GGLAB-KU/sigturk2026_sharedtask

Folders and files

NameName
Last commit message
Last commit date

Latest commit

 

History

6 Commits
 
 
 
 
 
 
 
 
 
 

Repository files navigation

SIGTURK 2026 — Shared Task: Evaluation Script and Development Data

SIGTURK 2026 is a shared task focused on Turkish terminology detection and correction in scientific text. Given English–Turkish parallel sentences, participating systems must identify English technical terms, provide their correct Turkish equivalents, and produce fluent edited target sentences. This repository provides the official command-line evaluator and development data.


Table of Contents

  1. Leaderboard
  2. Subtasks
  3. Directory Layout
  4. Quick Start
  5. JSON Schemas
  6. Design Notes
  7. Examples
  8. Troubleshooting
  9. Contact

Leaderboard

Leaderboard

📄 View full leaderboard with all scores →


Subtasks

This evaluator supports three subtasks on paired JSON files containing golden set annotations and system predictions:

  1. Term Detection (English word-level) — Precision / Recall / F1 (Macro + Micro)
  2. Term Correction (Exact match) — Accuracy (Macro + Micro)
  3. End-to-End (sentence quality) — Sentence-level BLEU and chrF (Macro only) computed with sacrebleu

The evaluator strictly aligns records using (paragraph_id, sentence_id) and fails fast on any mismatch, duplicates, or missing IDs.


Directory Layout

sigturk2026_sharedtask/
├─ dev_data/
│  ├─ subtask_1.json
│  ├─ subtask_2.json
│  ├─ subtask_3.json
│  └─ terimler_org_data.json
├─ evaluation/
│  ├─ requirements.txt
│  ├─ eval.py
│  ├─ subtask1_term_detection/
│  │  ├─ golden_set.json
│  │  └─ predictions.json
│  ├─ subtask2_term_correction/
│  │  ├─ golden_set.json
│  │  └─ predictions.json
│  └─ subtask3_end2end/
│     ├─ golden_set.json
│     └─ predictions.json
└─ README.md

Quick Start

1) Requirements

pip install -r evaluation/requirements.txt

requirements.txt must contain:

sacrebleu==2.4.3

Pin the version to ensure reproducible scores across systems.

2) Run the Evaluator

Use the same interface for all subtasks by switching --task and the JSON file paths.
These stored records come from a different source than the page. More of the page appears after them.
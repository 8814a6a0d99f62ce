use anyhow::{bail, Result};
use log::debug;

use crate::config::{Config, ProviderKind, DEFAULT_GEMINI_MODEL, DEFAULT_OPENAI_MODEL};
use crate::llm::gemini::GeminiClient;
use crate::llm::openai::OpenAiClient;
use crate::llm::{LlmClient, NoopClient};

pub const OPENAI_API_URL: &str = "https://api.openai.com";
pub const GEMINI_API_URL: &str = "https://generativelanguage.googleapis.com";

/// Build the LLM client based on the resolved config. A missing API key is
/// an ordinary error returned to the caller, not a process exit.
pub fn build_llm_client(cfg: &Config) -> Result<Box<dyn LlmClient>> {
    if cfg.no_model {
        debug!("model calls disabled, using NoopClient");
        return Ok(Box::new(NoopClient));
    }

    match cfg.provider {
        ProviderKind::OpenAi => {
            let Some(key) = cfg.openai_api_key.clone() else {
                bail!("OPENAI_API_KEY must be set for the openai provider");
            };
            let model = resolved_model(cfg, DEFAULT_OPENAI_MODEL);

            debug!("using OpenAiClient with model {model:?}");
            Ok(Box::new(OpenAiClient::new(
                key,
                model,
                OPENAI_API_URL.to_string(),
            )))
        }
        ProviderKind::Google => {
            let Some(key) = cfg.gemini_api_key.clone() else {
                bail!("GEMINI_API_KEY must be set for the google provider");
            };
            let model = resolved_model(cfg, DEFAULT_GEMINI_MODEL);

            debug!("using GeminiClient with model {model:?}");
            Ok(Box::new(GeminiClient::new(
                key,
                model,
                GEMINI_API_URL.to_string(),
            )))
        }
    }
}

fn resolved_model(cfg: &Config, default: &str) -> String {
    cfg.model.clone().unwrap_or_else(|| default.to_string())
}
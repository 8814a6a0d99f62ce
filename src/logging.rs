use std::io::Write;

use colored::Colorize;
use env_logger::Builder;
use log::{Level, LevelFilter};

pub fn init_logger(verbosity: u8) {
    let level = match verbosity {
        0 => LevelFilter::Warn,  // default: errors and warnings
        1 => LevelFilter::Info,  // -v: info and up
        2 => LevelFilter::Debug, // -vv: debug and up
        _ => LevelFilter::Trace, // -vvv: trace and up
    };

    let mut builder = Builder::new();
    builder.filter_level(level);

    builder.format(|buf, record| {
        let level_label = match record.level() {
            Level::Error => "ERROR".red().bold(),
            Level::Warn => "WARN ".yellow().bold(),
            Level::Info => "INFO ".white().bold(),
            Level::Debug => "DEBUG".bright_black(),
            Level::Trace => "TRACE".bright_black(),
        };

        writeln!(buf, "{} {}", level_label, record.args())
    });

    builder.init();
}
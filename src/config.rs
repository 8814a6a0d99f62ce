use crate::cli_args::Cli;
use serde::Deserialize;
use std::env;
use std::fs;
use std::path::PathBuf;

pub const DEFAULT_OPENAI_MODEL: &str = "o4-mini";
pub const DEFAULT_GEMINI_MODEL: &str = "gemini-2.5-pro-exp-03-25";

/// What kind of message to generate.
#[derive(Debug, Clone, Copy, PartialEq, Eq)]
pub enum Mode {
    Commit,
    Pr,
}

impl Mode {
    pub fn as_str(&self) -> &'static str {
        match self {
            Mode::Commit => "commit",
            Mode::Pr => "pr",
        }
    }
}

/// Which remote API backs the run.
#[derive(Debug, Clone, Copy, PartialEq, Eq)]
pub enum ProviderKind {
    OpenAi,
    Google,
}

impl ProviderKind {
    pub fn as_str(&self) -> &'static str {
        match self {
            ProviderKind::OpenAi => "openai",
            ProviderKind::Google => "google",
        }
    }

    /// Lenient lookup: unknown names fall back to openai with a warning
    /// instead of failing the run.
    pub fn from_name(name: &str) -> Self {
        match name {
            "openai" => ProviderKind::OpenAi,
            "google" => ProviderKind::Google,
            other => {
                log::warn!("unknown provider {other:?}, defaulting to openai");
                ProviderKind::OpenAi
            }
        }
    }
}

/// Final resolved configuration for diffmsg.
#[derive(Debug, Clone)]
pub struct Config {
    pub mode: Mode,
    pub provider: ProviderKind,
    pub model: Option<String>,
    pub openai_api_key: Option<String>,
    pub gemini_api_key: Option<String>,
    pub no_model: bool,
}

impl Config {
    /// Build the final config from CLI flags, environment, TOML file, and
    /// defaults.
    ///
    /// Precedence:
    ///   1. CLI flags (clap also maps `DIFFMSG_MODEL` / `DIFFMSG_PROVIDER`)
    ///   2. Env vars (`OPENAI_API_KEY`, `GEMINI_API_KEY`)
    ///   3. TOML `~/.config/diffmsg.toml`
    ///   4. Hardcoded defaults
    pub fn from_sources(cli: &Cli) -> Self {
        let file_cfg = load_file_config().unwrap_or_default();

        let mode = resolve_mode(cli.cm, cli.pr);

        let provider = cli
            .provider
            .as_deref()
            .or(file_cfg.provider.as_deref())
            .map(ProviderKind::from_name)
            .unwrap_or(ProviderKind::OpenAi);

        let model = cli.model.clone().or(file_cfg.model);

        let openai_api_key = env_nonempty("OPENAI_API_KEY").or(file_cfg.openai_api_key);
        let gemini_api_key = env_nonempty("GEMINI_API_KEY").or(file_cfg.gemini_api_key);

        Config {
            mode,
            provider,
            model,
            openai_api_key,
            gemini_api_key,
            no_model: cli.no_model,
        }
    }
}

/// Commit wins when both mode flags are set.
fn resolve_mode(cm: bool, pr: bool) -> Mode {
    if pr && cm {
        log::warn!("both --pr and --cm specified, using --cm");
        Mode::Commit
    } else if pr {
        Mode::Pr
    } else {
        Mode::Commit
    }
}

/// An empty env var counts as unset.
fn env_nonempty(key: &str) -> Option<String> {
    env::var(key).ok().filter(|v| !v.is_empty())
}

#[derive(Debug, Default, Deserialize)]
struct FileConfig {
    pub model: Option<String>,
    pub provider: Option<String>,
    pub openai_api_key: Option<String>,
    pub gemini_api_key: Option<String>,
}

/// Return `~/.config/diffmsg.toml`
fn config_path() -> Option<PathBuf> {
    let home = dirs::home_dir()?;
    Some(home.join(".config").join("diffmsg.toml"))
}

fn load_file_config() -> Option<FileConfig> {
    let path = config_path()?;
    if !path.exists() {
        return None;
    }

    let data = fs::read_to_string(&path).ok()?;
    toml::from_str::<FileConfig>(&data).ok()
}

#[cfg(test)]
mod tests {
    use super::*;

    #[test]
    fn commit_wins_when_both_mode_flags_are_set() {
        assert_eq!(resolve_mode(true, true), Mode::Commit);
    }

    #[test]
    fn no_flags_means_commit_mode() {
        assert_eq!(resolve_mode(false, false), Mode::Commit);
    }

    #[test]
    fn pr_flag_alone_selects_pr_mode() {
        assert_eq!(resolve_mode(false, true), Mode::Pr);
    }

    #[test]
    fn known_provider_names_resolve() {
        assert_eq!(ProviderKind::from_name("openai"), ProviderKind::OpenAi);
        assert_eq!(ProviderKind::from_name("google"), ProviderKind::Google);
    }

    #[test]
    fn unknown_provider_falls_back_to_openai() {
        assert_eq!(ProviderKind::from_name("banana"), ProviderKind::OpenAi);
    }

    #[test]
    fn file_config_parses_partial_tables() {
        let cfg: FileConfig = toml::from_str("model = \"o4-mini\"").unwrap();
        assert_eq!(cfg.model.as_deref(), Some("o4-mini"));
        assert!(cfg.provider.is_none());
        assert!(cfg.openai_api_key.is_none());
    }
}
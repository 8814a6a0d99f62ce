use anyhow::{anyhow, Context, Result};
use std::fs;
use std::path::PathBuf;
use std::process::Command as GitCommand;

/// Run a git command and capture stdout as String.
pub fn git_output(args: &[&str]) -> Result<String> {
    let output = GitCommand::new("git")
        .args(args)
        .output()
        .with_context(|| format!("failed to run git {:?}", args))?;

    if !output.status.success() {
        return Err(anyhow!(
            "git {:?} exited with status {:?}",
            args,
            output.status.code()
        ));
    }

    Ok(String::from_utf8_lossy(&output.stdout).to_string())
}

/// Get the full staged diff.
pub fn staged_diff() -> Result<String> {
    git_output(&["diff", "--staged"])
}

/// Get the path to the Git directory (e.g. .git)
pub fn git_dir() -> Result<PathBuf> {
    let dir = git_output(&["rev-parse", "--git-dir"])?.trim().to_string();
    Ok(PathBuf::from(dir))
}

/// Write the generated message into .git/COMMIT_EDITMSG so the next
/// `git commit` will use it as the default message in the editor.
pub fn write_commit_editmsg(message: &str) -> Result<()> {
    let dir = git_dir()?;
    let path = dir.join("COMMIT_EDITMSG");
    fs::write(&path, message)
        .with_context(|| format!("failed to write commit message to {:?}", path))?;
    Ok(())
}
# Term Detection (EN word-level)
python evaluation/eval.py \
  --task detection \
  --golden_set evaluation/subtask1_term_detection/golden_set.json \
  --predictions evaluation/subtask1_term_detection/predictions.json

# Term Correction (Exact Match)
python evaluation/eval.py \
  --task correction \
  --golden_set evaluation/subtask2_term_correction/golden_set.json \
  --predictions evaluation/subtask2_term_correction/predictions.json

# End-to-End (Sentence BLEU/chrF; sentence-level mean only)
python evaluation/eval.py \
  --task end2end \
  --golden_set evaluation/subtask3_end2end/golden_set.json \
  --predictions evaluation/subtask3_end2end/predictions.json

JSON Schemas (by subtask)

Each JSON file can be an object or an array of objects (both are supported). All entries must include integer paragraph_id and sentence_id. The evaluator pairs rows by these IDs and exits with an error if there are extra or missing pairs.

Common Keys

Key Type Required Description
paragraph_id int Paragraph identifier
sentence_id int Sentence identifier within paragraph

Subtask 1 — Term Detection (EN word-level)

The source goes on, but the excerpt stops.